START Data records

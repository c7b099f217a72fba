//! Packaging-plan compiler for unikernel images.
//!
//! A packaging request names a unikernel framework and monitor, a kernel
//! and optionally a root filesystem. Planning turns it into
//! [`PackInstructions`]: a base state, the copies to apply on top of it and
//! the annotations the urunc runtime reads. [`pack_llb`] then materializes
//! the instructions into an operation graph for the execution engine.
//!
//! ```
//! use bunny_hops::{HopsConfig, pack_llb, parse_file};
//!
//! let bunnyfile = b"
//! version: v0.1
//! platforms:
//!   framework: unikraft
//!   monitor: qemu
//! kernel:
//!   from: local
//!   path: kernel
//! ";
//! let config = HopsConfig { host_arch: "amd64".into(), ..HopsConfig::default() };
//! let instructions = parse_file(bunnyfile, &config).unwrap();
//! assert_eq!(instructions.copies.len(), 1);
//!
//! let definition = pack_llb(&instructions, &config).unwrap();
//! assert!(!definition.is_empty());
//! ```

pub mod annotations;
pub mod builder;
pub mod config;
pub mod containerfile;
pub mod entry;
pub mod error;
pub mod framework;
pub mod hops;
pub mod image_config;
pub mod pack;
pub mod parse;
pub mod plan;
pub mod planner;
pub mod validate;

pub use config::{HOPS_VERSION, HopsConfig};
pub use entry::{Origin, SourceEntry};
pub use error::{ErrorKind, HopsError, HopsResult};
pub use framework::Framework;
pub use hops::{App, Hops, Kernel, Platform, Rootfs, RootfsType};
pub use image_config::{BoxError, ImageConfig, ImageMetadataResolver};
pub use pack::{ExecutionEngine, PackBundle, build, pack_llb, prepare, to_pack};
pub use parse::{InputFormat, detect_format, parse_file};
pub use plan::{PackConfig, PackCopy, PackInstructions};
pub use planner::{BaseSelection, set_base_and_get_paths};
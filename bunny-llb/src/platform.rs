use serde::{Deserialize, Serialize};
use std::fmt;

/// Target platform of an image pull or of a whole definition.
#[derive(Debug, Clone, PartialEq, Eq, Hash, Serialize, Deserialize)]
pub struct Platform {
    pub os: String,
    pub architecture: String,
}

impl Platform {
    pub fn new(os: impl Into<String>, architecture: impl Into<String>) -> Self {
        Self {
            os: os.into(),
            architecture: architecture.into(),
        }
    }

    pub fn linux(architecture: impl Into<String>) -> Self {
        Self::new("linux", architecture)
    }

    /// Architecture of the running host in OCI naming.
    #[must_use]
    pub fn host_architecture() -> &'static str {
        match std::env::consts::ARCH {
            "x86_64" => "amd64",
            "aarch64" => "arm64",
            "x86" => "386",
            "powerpc64" => "ppc64le",
            other => other,
        }
    }
}

impl fmt::Display for Platform {
    fn fmt(&self, f: &mut fmt::Formatter<'_>) -> fmt::Result {
        write!(f, "{}/{}", self.os, self.architecture)
    }
}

END Data records

**Instructions to follow:** Return the entries above exactly as they were written.

**Solution to this task:**
repository c7b099f217a72fba
//! Packaging-plan compiler for unikernel images.
//!
//! A packaging request names a unikernel framework and monitor, a kernel
//! and optionally a root filesystem. Planning turns it into
//! [`PackInstructions`]: a base state, the copies to apply on top of it and
//! the annotations the urunc runtime reads. [`pack_llb`] then materializes
//! the instructions into an operation graph for the execution engine.
//!
//! ```
//! use bunny_hops::{HopsConfig, pack_llb, parse_file};
//!
//! let bunnyfile = b"
//! version: v0.1
//! platforms:
//!   framework: unikraft
//!   monitor: qemu
//! kernel:
//!   from: local
//!   path: kernel
//! ";
//! let config = HopsConfig { host_arch: "amd64".into(), ..HopsConfig::default() };
//! let instructions = parse_file(bunnyfile, &config).unwrap();
//! assert_eq!(instructions.copies.len(), 1);
//!
//! let definition = pack_llb(&instructions, &config).unwrap();
//! assert!(!definition.is_empty());
//! ```

pub mod annotations;
pub mod builder;
pub mod config;
pub mod containerfile;
pub mod entry;
pub mod error;
pub mod framework;
pub mod hops;
pub mod image_config;
pub mod pack;
pub mod parse;
pub mod plan;
pub mod planner;
pub mod validate;

pub use config::{HOPS_VERSION, HopsConfig};
pub use entry::{Origin, SourceEntry};
pub use error::{ErrorKind, HopsError, HopsResult};
pub use framework::Framework;
pub use hops::{App, Hops, Kernel, Platform, Rootfs, RootfsType};
pub use image_config::{BoxError, ImageConfig, ImageMetadataResolver};
pub use pack::{ExecutionEngine, PackBundle, build, pack_llb, prepare, to_pack};
pub use parse::{InputFormat, detect_format, parse_file};
pub use plan::{PackConfig, PackCopy, PackInstructions};
pub use planner::{BaseSelection, set_base_and_get_paths};
filename bunny-llb/src/platform.rs
use serde::{Deserialize, Serialize};
use std::fmt;

/// Target platform of an image pull or of a whole definition.
#[derive(Debug, Clone, PartialEq, Eq, Hash, Serialize, Deserialize)]
pub struct Platform {
    pub os: String,
    pub architecture: String,
}

impl Platform {
    pub fn new(os: impl Into<String>, architecture: impl Into<String>) -> Self {
        Self {
            os: os.into(),
            architecture: architecture.into(),
        }
    }

    pub fn linux(architecture: impl Into<String>) -> Self {
        Self::new("linux", architecture)
    }

    /// Architecture of the running host in OCI naming.
    #[must_use]
    pub fn host_architecture() -> &'static str {
        match std::env::consts::ARCH {
            "x86_64" => "amd64",
            "aarch64" => "arm64",
            "x86" => "386",
            "powerpc64" => "ppc64le",
            other => other,
        }
    }
}

impl fmt::Display for Platform {
    fn fmt(&self, f: &mut fmt::Formatter<'_>) -> fmt::Result {
        write!(f, "{}/{}", self.os, self.architecture)
    }
}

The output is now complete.